How to complete this task: Among the records that follow, how many lines include the string "when"? Only the number is wanted.

Segment Start: Exercise input

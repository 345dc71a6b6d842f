//! Rule derivation from captured query parameters.

use super::normalize::RuleSet;
use super::types::Rule;
use crate::capture::QueryPair;
use std::collections::{BTreeSet, HashSet};

/// Derive the minimal rule set matching one captured request.
///
/// Present parameters yield equality rules, or plain existence rules when the
/// captured value is empty. Every name in `known_params` missing from the
/// request yields a negated existence rule, which keeps this variant from
/// shadowing sibling variants that do carry the parameter.
///
/// Callers union the request's parameter names into `known_params` before
/// calling, so exclusion rules reflect everything observed so far. Variants
/// built earlier in the session are not re-derived.
pub fn derive_rules(pairs: &[QueryPair], known_params: &BTreeSet<String>) -> RuleSet {
    let mut rules: Vec<Rule> = pairs
        .iter()
        .map(|pair| {
            if pair.value.is_empty() {
                Rule::exists(pair.name.as_str())
            } else {
                Rule::equals(pair.name.as_str(), pair.value.as_str())
            }
        })
        .collect();

    let present: HashSet<&str> = pairs.iter().map(|pair| pair.name.as_str()).collect();
    rules.extend(
        known_params
            .iter()
            .filter(|name| !present.contains(name.as_str()))
            .map(|name| Rule::absent(name.as_str())),
    );

    RuleSet::canonical(rules)
}
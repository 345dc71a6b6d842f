//! Canonical rule-set form used for equality and deduplication.

use super::codec::decode_text;
use super::types::{Rule, RuleTarget};
use serde::Serialize;
use std::cmp::Ordering;

/// A rule collection held in canonical form: every rule decoded and targeted
/// at `queryParam`, the whole list sorted by the canonical key.
///
/// Canonical ordering is a property of this type, not a convention callers
/// must remember: the only constructor sorts. Two rule sets describing the
/// same logical predicates compare equal no matter which code path produced
/// them (legacy migration vs. fresh derivation), which is what makes the
/// duplicate check on merge reliable.
#[derive(Debug, Clone, Default, PartialEq, Eq, Serialize)]
#[serde(transparent)]
pub struct RuleSet(Vec<Rule>);

impl RuleSet {
    /// Build the canonical form of an arbitrary rule collection.
    ///
    /// Idempotent: feeding a canonical set back in returns it unchanged.
    /// Operators are kept as given; rewriting empty `equals` to `exists`
    /// happens during migration, and freshly derived rules are emitted with
    /// the right operator already.
    pub fn canonical<I>(rules: I) -> Self
    where
        I: IntoIterator<Item = Rule>,
    {
        let mut rules: Vec<Rule> = rules.into_iter().map(normalize_rule).collect();
        rules.sort_by(canonical_cmp);
        RuleSet(rules)
    }

    /// Rules in canonical order.
    pub fn rules(&self) -> &[Rule] {
        &self.0
    }

    pub fn len(&self) -> usize {
        self.0.len()
    }

    pub fn is_empty(&self) -> bool {
        self.0.is_empty()
    }

    /// Unwrap into the plain rule list stored on a response.
    pub fn into_vec(self) -> Vec<Rule> {
        self.0
    }
}

fn normalize_rule(mut rule: Rule) -> Rule {
    rule.target = RuleTarget::QueryParam;
    rule.modifier = decode_text(&rule.modifier);
    rule.value = decode_text(&rule.value);
    rule
}

/// Canonical ordering: target, then modifier, then value as text, then
/// operator, then invert with `false` first.
fn canonical_cmp(a: &Rule, b: &Rule) -> Ordering {
    a.target
        .as_str()
        .cmp(b.target.as_str())
        .then_with(|| a.modifier.cmp(&b.modifier))
        .then_with(|| a.value.cmp(&b.value))
        .then_with(|| a.operator.as_str().cmp(b.operator.as_str()))
        .then_with(|| a.invert.cmp(&b.invert))
}

#[cfg(test)]
mod tests {
    use super::*;
    use crate::rule::types::RuleOperator;

    #[test]
    fn test_canonical_is_idempotent() {
        let rules = vec![
            Rule::equals("b", "2"),
            Rule::absent("c"),
            Rule::equals("a", "1"),
            Rule::exists("a"),
        ];
        let once = RuleSet::canonical(rules);
        let twice = RuleSet::canonical(once.rules().to_vec());
        assert_eq!(once, twice);
    }

    #[test]
    fn test_equality_is_encoding_insensitive() {
        let spaced = RuleSet::canonical(vec![Rule::equals("a b", "x y")]);
        let encoded = RuleSet::canonical(vec![Rule::equals("a%20b", "x%20y")]);
        assert_eq!(spaced, encoded);
    }

    #[test]
    fn test_legacy_targets_are_folded() {
        let legacy = RuleSet::canonical(vec![Rule {
            target: RuleTarget::Query,
            modifier: "a".to_string(),
            operator: RuleOperator::Equals,
            value: "1".to_string(),
            invert: false,
        }]);
        assert_eq!(legacy.rules()[0].target, RuleTarget::QueryParam);
    }

    #[test]
    fn test_order_independent_equality() {
        let forward = RuleSet::canonical(vec![Rule::equals("a", "1"), Rule::absent("b")]);
        let reversed = RuleSet::canonical(vec![Rule::absent("b"), Rule::equals("a", "1")]);
        assert_eq!(forward, reversed);
    }

    #[test]
    fn test_sort_key_value_before_operator() {
        // Same modifier: ordering falls through to value before operator
        let set = RuleSet::canonical(vec![Rule::equals("a", "z"), Rule::exists("a")]);
        // exists carries an empty value, so it sorts first
        assert_eq!(set.rules()[0].operator, RuleOperator::Exists);
        assert_eq!(set.rules()[1].value, "z");
    }

    #[test]
    fn test_invert_false_sorts_first() {
        let set = RuleSet::canonical(vec![Rule::absent("a"), Rule::exists("a")]);
        assert!(!set.rules()[0].invert);
        assert!(set.rules()[1].invert);
    }

    #[test]
    fn test_empty_input_is_empty_set() {
        let set = RuleSet::canonical(Vec::new());
        assert!(set.is_empty());
        assert_eq!(set, RuleSet::default());
    }
}
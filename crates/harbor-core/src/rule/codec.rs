//! Tolerant percent-decoding for rule text.

use std::borrow::Cow;

/// Decode percent-encoded text, falling back to the raw input when decoding
/// fails.
///
/// Rule modifiers and values are decoded before any comparison so that
/// visually identical parameter names that differ only in encoding
/// (`a b` vs `a%20b`) end up byte-identical in canonical form.
pub fn decode_text(raw: &str) -> String {
    match urlencoding::decode(raw) {
        Ok(Cow::Borrowed(_)) => raw.to_string(),
        Ok(Cow::Owned(decoded)) => decoded,
        Err(_) => raw.to_string(),
    }
}

#[cfg(test)]
mod tests {
    use super::*;

    #[test]
    fn test_decode_percent_encoded() {
        assert_eq!(decode_text("a%20b"), "a b");
        assert_eq!(decode_text("caf%C3%A9"), "café");
    }

    #[test]
    fn test_plain_text_unchanged() {
        assert_eq!(decode_text("plain"), "plain");
        assert_eq!(decode_text(""), "");
    }

    #[test]
    fn test_undecodable_falls_back_to_raw() {
        // %FF is not valid UTF-8 once decoded
        assert_eq!(decode_text("%FF"), "%FF");
    }

    #[test]
    fn test_plus_is_not_a_space() {
        // Query-string '+' stays literal, matching how captured parameter
        // values were recorded
        assert_eq!(decode_text("a+b"), "a+b");
    }
}
//! Query-parameter rule model.
//!
//! - `types` - the rule predicate and its enums
//! - `codec` - tolerant percent-decoding of rule text
//! - `normalize` - canonical, sorted rule-set form
//! - `builder` - rule derivation from captured query parameters

mod builder;
mod codec;
mod normalize;
mod types;

pub use builder::derive_rules;
pub use codec::decode_text;
pub use normalize::RuleSet;
pub use types::{Rule, RuleOperator, RuleTarget, RulesCombinator};

pub(crate) use types::null_to_default;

Segment End: Exercise input

Answer to this exercise: 2